Des provocateurs (du type de Denis Kessler) demandent toujours plus en ce sens. L’ancien numéro 2 du MEDEF affirme que ce sont les entreprises plus que les ménages qui ont eu à souffrir de la crise : « Les entreprises ont payé un très lourd tribut à la crise, comme en témoignent l’évolution de leurs taux de marge et le nombre de faillites. Si l’on regarde le pouvoir d’achat des ménages dans leur ensemble, il n’a en revanche pas véritablement été affecté par la crise. Aujourd’hui, la priorité doit être plus que jamais de faire de la croissance par l’investissement, le travail, l’effort, la prise de risque, l’innovation. Il faut promouvoir l’entreprise et réduire l’Etat : c’est un renversement copernicien ». Toute cette idéologie de renversement a pour axe le plus simpliste la prise en compte du taux de marge et, en définitive, de la rentabilité totale (revenus +plus value) du capital investi comme pivots de l’économie. Or on sait que ce taux, dont le calcul peut déjà résulter de bien des approches et de jeux comptables, n’ a aucun sens en tant que moyenne inter entreprises et que les profits de certaines des plus importantes d’entre elles restent au contraire très significatifs. Le taux de marge n’est surtout qu’une boussole au service des actionnaires libres de conserver ou de réinvestir le profit, tandis que des financements publics, souvent moins chers, garantiraient mieux les besoins de réinvestissements. Tout au contraire de diminuer l’État selon l’idéologie de Kessler, la croissance et l’emploi exigent un État fort capable de diriger intelligemment et sélectivement les investissements privés et capable d’assurer une part indispensable de capitalisme public pour garantir non seulement les infrastructures, mais encore et toujours les priorités industrielles à long délai de retour sur investissement (ce que les actionnaires privés sont souvent incapables d’assurer).
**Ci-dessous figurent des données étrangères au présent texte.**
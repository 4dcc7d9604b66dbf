//! 模拟协作方（用于测试，无需后端）
//!
//! ScriptedStatusFetcher 按脚本依次返回快照，脚本用完后重复最后一项；
//! MockTrigger 为每次触发分配新 task_id，可注入一次失败；MockChatBackend 回显消息。

use std::sync::atomic::{AtomicUsize, Ordering};
use std::sync::Mutex;
use std::time::Duration;

use async_trait::async_trait;
use chrono::Utc;

use crate::api::{ChatBackend, TaskTrigger};
use crate::core::{ApiError, StatusFetcher, StatusSnapshot, TaskRequest, TaskState, TriggerReceipt};
use crate::memory::{ChatMessage, ChatReply, ChatTranscript};

/// 按脚本返回状态快照，并记录调用次数与最大并发
#[derive(Debug, Default)]
pub struct ScriptedStatusFetcher {
    script: Vec<Result<StatusSnapshot, ApiError>>,
    delay: Duration,
    calls: AtomicUsize,
    in_flight: AtomicUsize,
    max_in_flight: AtomicUsize,
    seen_ids: Mutex<Vec<String>>,
}

impl ScriptedStatusFetcher {
    pub fn new(script: Vec<Result<StatusSnapshot, ApiError>>) -> Self {
        Self {
            script,
            ..Self::default()
        }
    }

    /// 每次都返回同一个快照
    pub fn always(snapshot: StatusSnapshot) -> Self {
        Self::new(vec![Ok(snapshot)])
    }

    /// 每次查询前等待 delay（模拟慢请求）
    pub fn with_delay(mut self, delay: Duration) -> Self {
        self.delay = delay;
        self
    }

    pub fn calls(&self) -> usize {
        self.calls.load(Ordering::SeqCst)
    }

    pub fn max_in_flight(&self) -> usize {
        self.max_in_flight.load(Ordering::SeqCst)
    }

    /// 被查询过的 task_id（按调用顺序）
    pub fn seen_ids(&self) -> Vec<String> {
        self.seen_ids.lock().map(|ids| ids.clone()).unwrap_or_default()
    }
}

#[async_trait]
impl StatusFetcher for ScriptedStatusFetcher {
    async fn fetch_status(&self, task_id: &str) -> Result<StatusSnapshot, ApiError> {
        let idx = self.calls.fetch_add(1, Ordering::SeqCst);
        if let Ok(mut ids) = self.seen_ids.lock() {
            ids.push(task_id.to_string());
        }
        let now = self.in_flight.fetch_add(1, Ordering::SeqCst) + 1;
        self.max_in_flight.fetch_max(now, Ordering::SeqCst);

        if !self.delay.is_zero() {
            tokio::time::sleep(self.delay).await;
        }
        self.in_flight.fetch_sub(1, Ordering::SeqCst);

        match self.script.get(idx).or_else(|| self.script.last()) {
            Some(entry) => entry.clone(),
            None => Ok(StatusSnapshot::new(TaskState::Pending)),
        }
    }
}

/// 模拟触发端点
#[derive(Debug, Default)]
pub struct MockTrigger {
    calls: AtomicUsize,
    fail_next: Mutex<Option<ApiError>>,
    requests: Mutex<Vec<TaskRequest>>,
}

impl MockTrigger {
    pub fn new() -> Self {
        Self::default()
    }

    /// 下一次触发返回给定错误
    pub fn fail_next(&self, err: ApiError) {
        if let Ok(mut slot) = self.fail_next.lock() {
            *slot = Some(err);
        }
    }

    pub fn calls(&self) -> usize {
        self.calls.load(Ordering::SeqCst)
    }

    pub fn requests(&self) -> Vec<TaskRequest> {
        self.requests.lock().map(|r| r.clone()).unwrap_or_default()
    }
}

#[async_trait]
impl TaskTrigger for MockTrigger {
    async fn trigger(&self, request: &TaskRequest) -> Result<TriggerReceipt, ApiError> {
        self.calls.fetch_add(1, Ordering::SeqCst);
        if let Ok(mut r) = self.requests.lock() {
            r.push(request.clone());
        }
        let injected = self.fail_next.lock().ok().and_then(|mut slot| slot.take());
        if let Some(err) = injected {
            return Err(err);
        }
        Ok(TriggerReceipt {
            task_id: format!("task_{}", uuid::Uuid::new_v4()),
            state: TaskState::Pending,
        })
    }
}

/// 模拟聊天端点：回显消息，会话 id 固定为 conv-1
#[derive(Debug, Default)]
pub struct MockChatBackend {
    calls: AtomicUsize,
    fail_next: Mutex<Option<String>>,
}

impl MockChatBackend {
    pub fn new() -> Self {
        Self::default()
    }

    pub fn fail_next(&self, message: &str) {
        if let Ok(mut slot) = self.fail_next.lock() {
            *slot = Some(message.to_string());
        }
    }

    pub fn calls(&self) -> usize {
        self.calls.load(Ordering::SeqCst)
    }

    fn take_failure(&self) -> Option<ApiError> {
        self.fail_next
            .lock()
            .ok()
            .and_then(|mut slot| slot.take())
            .map(ApiError::Transport)
    }
}

#[async_trait]
impl ChatBackend for MockChatBackend {
    async fn send_message(&self, message: &str, _session_id: Option<&str>) -> Result<ChatReply, ApiError> {
        self.calls.fetch_add(1, Ordering::SeqCst);
        if let Some(err) = self.take_failure() {
            return Err(err);
        }
        Ok(ChatReply {
            response: format!("Echo from Mock: {message}"),
            conversation_id: Some("conv-1".to_string()),
            timestamp: Some(Utc::now()),
            intention: None,
            suggestions: Vec::new(),
        })
    }

    async fn load_history(
        &self,
        _session_id: Option<&str>,
        _limit: usize,
    ) -> Result<Option<ChatTranscript>, ApiError> {
        self.calls.fetch_add(1, Ordering::SeqCst);
        if let Some(err) = self.take_failure() {
            return Err(err);
        }
        Ok(Some(ChatTranscript {
            session_id: Some("conv-history".to_string()),
            messages: vec![ChatMessage::assistant("Welcome back", Utc::now())],
        }))
    }
}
Aussi longtemps que les "oppositions" socialistes internes ne poseront pas ces questions fondamentales, ne sortiront pas non plus des règles du jeu européen et se satisferont de proposer une espèce de politique plus axée sur la demande que sur l’offre, elles ne pourront déboucher sur aucune alternative stratégique. On ne répétera jamais assez que l’échec socialiste - cette espèce de gouvernance social démocrate au service à la carte des intérêts indifférenciés les plus sommaires de quiconque se prétend pouvoir être porteur d’activité créatrice d’emplois - est le résultat d’une totale absence, au sein du PS et de ses satellites, d’une réflexion doctrinale apte à faire face à la vague idéologique néolibérale qui a conquis la quasi totalité de la "gauche". À cette intoxication n’échappent que quelques héritiers du colbertisme et du gaullisme et, parmi des "économistes atterrés", mais souvent conformistes, que quelques rares véritables explorateurs de systèmes alternatifs.

Il est dès lors normal que la politique économique française se fasse, sous l’œil d’un président qui a toujours été un politique, mais ni un technicien, ni un chercheur, ni un novateur, dans le triangle fermé des principes européens, des conformismes transmis par l’ENA et entretenus par Bercy et des catéchismes sommaires des plus démagogues et des moins pertinents des représentants patronaux. Bien sûr, on nous a dit que les Français approuvaient plutôt le plan Valls. Évidemment puisqu’il tape sur les fonctionnaires, ce qui est toujours fédérateur, même si c’est incohérent : s’il faut soutenir justice, sécurité, éducation, il ne reste, comme grand ensemble d’agents publics, que les impôts. On comprend que nos compatriotes ne veulent pas plus de percepteurs que de taxes, mais ils apprécient quand même que leurs feuilles d’IR soient pré-remplies, tandis que s’il y avait plus d’agents du fisc, il y aurait peut-être moins de grande fraude, ce qui rapporterait plus que les économies sociales. Il est vrai que nos compatriotes souhaitent voir réduire les dépenses de la sécu : pour être moins bien couverts en cas de maladie ? Ou parce qu’ils croient qu’il y a des abus ? Mais de qui donc, sinon de ces vilains immigrés qui seront sans doute les prochains dans le collimateur du pouvoir en place.